THE PROBLEM
Wherever "ShutdownSender" shows up in the records below, copy the whole line.

"""

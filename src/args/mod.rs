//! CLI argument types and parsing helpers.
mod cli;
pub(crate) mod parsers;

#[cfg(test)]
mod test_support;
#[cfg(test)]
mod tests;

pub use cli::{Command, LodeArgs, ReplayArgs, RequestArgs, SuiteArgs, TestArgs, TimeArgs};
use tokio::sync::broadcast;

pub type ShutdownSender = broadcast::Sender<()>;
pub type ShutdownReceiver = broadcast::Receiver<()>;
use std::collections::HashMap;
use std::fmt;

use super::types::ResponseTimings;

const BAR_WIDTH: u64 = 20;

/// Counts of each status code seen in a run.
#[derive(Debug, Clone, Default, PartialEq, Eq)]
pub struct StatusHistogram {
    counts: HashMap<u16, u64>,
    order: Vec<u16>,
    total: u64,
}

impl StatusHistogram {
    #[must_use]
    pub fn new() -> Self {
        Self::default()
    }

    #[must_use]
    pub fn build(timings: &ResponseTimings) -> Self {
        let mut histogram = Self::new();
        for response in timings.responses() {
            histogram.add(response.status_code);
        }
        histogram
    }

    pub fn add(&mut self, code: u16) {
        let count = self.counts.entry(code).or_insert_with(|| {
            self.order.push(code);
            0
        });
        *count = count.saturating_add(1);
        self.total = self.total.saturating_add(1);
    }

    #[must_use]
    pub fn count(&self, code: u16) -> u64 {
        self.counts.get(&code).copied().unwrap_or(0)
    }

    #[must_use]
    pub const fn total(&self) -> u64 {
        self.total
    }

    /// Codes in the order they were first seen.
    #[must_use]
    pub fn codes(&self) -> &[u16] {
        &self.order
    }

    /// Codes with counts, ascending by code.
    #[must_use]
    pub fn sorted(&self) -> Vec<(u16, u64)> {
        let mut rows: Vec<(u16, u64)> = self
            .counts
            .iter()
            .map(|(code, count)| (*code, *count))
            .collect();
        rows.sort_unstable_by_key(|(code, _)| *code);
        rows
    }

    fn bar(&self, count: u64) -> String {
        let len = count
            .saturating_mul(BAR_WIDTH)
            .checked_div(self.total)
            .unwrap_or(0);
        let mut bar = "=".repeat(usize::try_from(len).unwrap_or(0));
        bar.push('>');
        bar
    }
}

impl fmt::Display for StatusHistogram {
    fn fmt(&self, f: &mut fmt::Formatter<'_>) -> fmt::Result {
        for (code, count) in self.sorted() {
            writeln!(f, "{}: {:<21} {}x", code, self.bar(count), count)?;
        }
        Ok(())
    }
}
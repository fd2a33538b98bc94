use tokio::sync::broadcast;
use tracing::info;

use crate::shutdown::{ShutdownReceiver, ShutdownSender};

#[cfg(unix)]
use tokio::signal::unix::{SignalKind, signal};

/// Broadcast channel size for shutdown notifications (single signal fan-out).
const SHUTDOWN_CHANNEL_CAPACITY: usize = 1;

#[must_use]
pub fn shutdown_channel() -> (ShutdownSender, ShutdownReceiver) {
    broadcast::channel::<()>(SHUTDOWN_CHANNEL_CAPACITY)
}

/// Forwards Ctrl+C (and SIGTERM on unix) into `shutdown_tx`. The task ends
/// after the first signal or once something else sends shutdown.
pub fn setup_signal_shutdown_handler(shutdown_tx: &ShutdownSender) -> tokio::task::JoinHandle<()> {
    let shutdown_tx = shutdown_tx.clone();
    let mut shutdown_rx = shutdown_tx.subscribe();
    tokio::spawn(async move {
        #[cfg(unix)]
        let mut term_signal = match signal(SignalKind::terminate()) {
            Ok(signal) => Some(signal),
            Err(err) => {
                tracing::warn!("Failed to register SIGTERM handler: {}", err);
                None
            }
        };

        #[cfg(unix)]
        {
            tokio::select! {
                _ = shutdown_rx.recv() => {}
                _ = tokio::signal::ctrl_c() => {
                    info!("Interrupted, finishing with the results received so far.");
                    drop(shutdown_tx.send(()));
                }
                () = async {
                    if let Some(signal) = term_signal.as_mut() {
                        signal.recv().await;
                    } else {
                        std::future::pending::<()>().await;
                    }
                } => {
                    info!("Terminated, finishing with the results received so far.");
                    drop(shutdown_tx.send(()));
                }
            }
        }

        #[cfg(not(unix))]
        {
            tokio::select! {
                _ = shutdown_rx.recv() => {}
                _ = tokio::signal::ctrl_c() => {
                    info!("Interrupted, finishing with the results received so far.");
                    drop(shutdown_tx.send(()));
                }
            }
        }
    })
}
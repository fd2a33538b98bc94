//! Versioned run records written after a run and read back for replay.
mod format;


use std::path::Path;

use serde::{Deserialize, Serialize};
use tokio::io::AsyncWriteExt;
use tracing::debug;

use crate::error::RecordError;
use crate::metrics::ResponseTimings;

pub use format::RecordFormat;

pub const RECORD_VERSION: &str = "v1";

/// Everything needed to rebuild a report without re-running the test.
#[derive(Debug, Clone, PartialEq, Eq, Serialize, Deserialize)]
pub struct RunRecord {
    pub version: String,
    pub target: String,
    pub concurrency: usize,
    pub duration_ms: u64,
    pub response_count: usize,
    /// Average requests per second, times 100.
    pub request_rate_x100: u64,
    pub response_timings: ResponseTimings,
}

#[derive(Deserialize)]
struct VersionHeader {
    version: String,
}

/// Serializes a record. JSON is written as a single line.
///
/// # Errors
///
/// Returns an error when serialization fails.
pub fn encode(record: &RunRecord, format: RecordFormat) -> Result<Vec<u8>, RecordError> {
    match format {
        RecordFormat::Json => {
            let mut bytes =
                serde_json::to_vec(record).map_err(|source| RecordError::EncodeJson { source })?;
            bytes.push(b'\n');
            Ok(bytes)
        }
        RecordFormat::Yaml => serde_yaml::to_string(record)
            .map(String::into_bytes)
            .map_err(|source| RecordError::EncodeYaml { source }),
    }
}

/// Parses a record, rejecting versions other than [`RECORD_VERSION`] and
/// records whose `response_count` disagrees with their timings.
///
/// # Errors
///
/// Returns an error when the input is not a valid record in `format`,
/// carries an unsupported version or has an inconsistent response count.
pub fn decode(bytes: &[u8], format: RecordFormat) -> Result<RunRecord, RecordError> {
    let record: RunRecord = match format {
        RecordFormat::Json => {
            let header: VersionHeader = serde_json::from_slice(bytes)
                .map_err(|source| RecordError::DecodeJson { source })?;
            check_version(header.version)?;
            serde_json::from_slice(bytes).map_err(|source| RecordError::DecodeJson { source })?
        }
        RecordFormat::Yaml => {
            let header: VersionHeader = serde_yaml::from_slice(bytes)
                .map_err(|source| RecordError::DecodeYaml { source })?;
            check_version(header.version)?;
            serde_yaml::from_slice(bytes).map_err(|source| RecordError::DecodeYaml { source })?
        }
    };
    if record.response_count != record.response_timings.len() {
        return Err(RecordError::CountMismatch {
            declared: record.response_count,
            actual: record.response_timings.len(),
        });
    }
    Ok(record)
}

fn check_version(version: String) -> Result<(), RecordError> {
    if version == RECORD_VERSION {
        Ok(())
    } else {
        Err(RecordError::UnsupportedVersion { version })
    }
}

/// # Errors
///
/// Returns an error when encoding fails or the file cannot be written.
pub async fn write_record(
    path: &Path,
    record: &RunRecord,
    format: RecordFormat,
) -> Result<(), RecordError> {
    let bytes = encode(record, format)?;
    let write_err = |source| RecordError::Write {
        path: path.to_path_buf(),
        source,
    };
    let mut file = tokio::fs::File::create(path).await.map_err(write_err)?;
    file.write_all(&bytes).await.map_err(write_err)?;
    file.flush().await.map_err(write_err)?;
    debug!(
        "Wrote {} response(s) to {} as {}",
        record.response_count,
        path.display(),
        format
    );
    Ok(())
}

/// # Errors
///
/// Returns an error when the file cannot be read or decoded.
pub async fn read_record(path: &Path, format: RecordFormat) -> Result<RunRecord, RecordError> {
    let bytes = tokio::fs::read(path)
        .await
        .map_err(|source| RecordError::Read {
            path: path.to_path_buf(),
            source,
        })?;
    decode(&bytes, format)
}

"""
"""

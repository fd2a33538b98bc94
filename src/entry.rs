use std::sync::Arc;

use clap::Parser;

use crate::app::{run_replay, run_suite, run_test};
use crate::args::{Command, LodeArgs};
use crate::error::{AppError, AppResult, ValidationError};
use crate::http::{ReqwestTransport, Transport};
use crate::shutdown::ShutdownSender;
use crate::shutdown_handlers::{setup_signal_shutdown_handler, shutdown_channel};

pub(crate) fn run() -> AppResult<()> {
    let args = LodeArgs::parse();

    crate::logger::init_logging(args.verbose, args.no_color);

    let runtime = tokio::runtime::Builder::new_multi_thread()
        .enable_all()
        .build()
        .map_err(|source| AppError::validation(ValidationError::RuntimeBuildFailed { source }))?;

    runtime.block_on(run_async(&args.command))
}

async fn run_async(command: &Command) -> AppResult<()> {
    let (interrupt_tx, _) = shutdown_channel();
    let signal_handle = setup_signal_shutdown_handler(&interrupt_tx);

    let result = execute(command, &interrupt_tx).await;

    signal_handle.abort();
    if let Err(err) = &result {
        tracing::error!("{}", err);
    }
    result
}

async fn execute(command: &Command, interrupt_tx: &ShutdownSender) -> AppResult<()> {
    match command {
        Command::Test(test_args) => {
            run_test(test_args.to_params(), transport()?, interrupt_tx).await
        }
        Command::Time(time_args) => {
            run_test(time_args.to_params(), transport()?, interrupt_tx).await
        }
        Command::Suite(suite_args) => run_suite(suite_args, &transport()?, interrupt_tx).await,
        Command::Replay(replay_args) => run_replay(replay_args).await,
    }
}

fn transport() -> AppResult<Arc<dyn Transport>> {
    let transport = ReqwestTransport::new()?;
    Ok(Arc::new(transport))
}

"""

COMPLETED TASK
pub type ShutdownSender = broadcast::Sender<()>;
use crate::shutdown::{ShutdownReceiver, ShutdownSender};
pub fn shutdown_channel() -> (ShutdownSender, ShutdownReceiver) {
pub fn setup_signal_shutdown_handler(shutdown_tx: &ShutdownSender) -> tokio::task::JoinHandle<()> {
use crate::shutdown::ShutdownSender;
async fn execute(command: &Command, interrupt_tx: &ShutdownSender) -> AppResult<()> {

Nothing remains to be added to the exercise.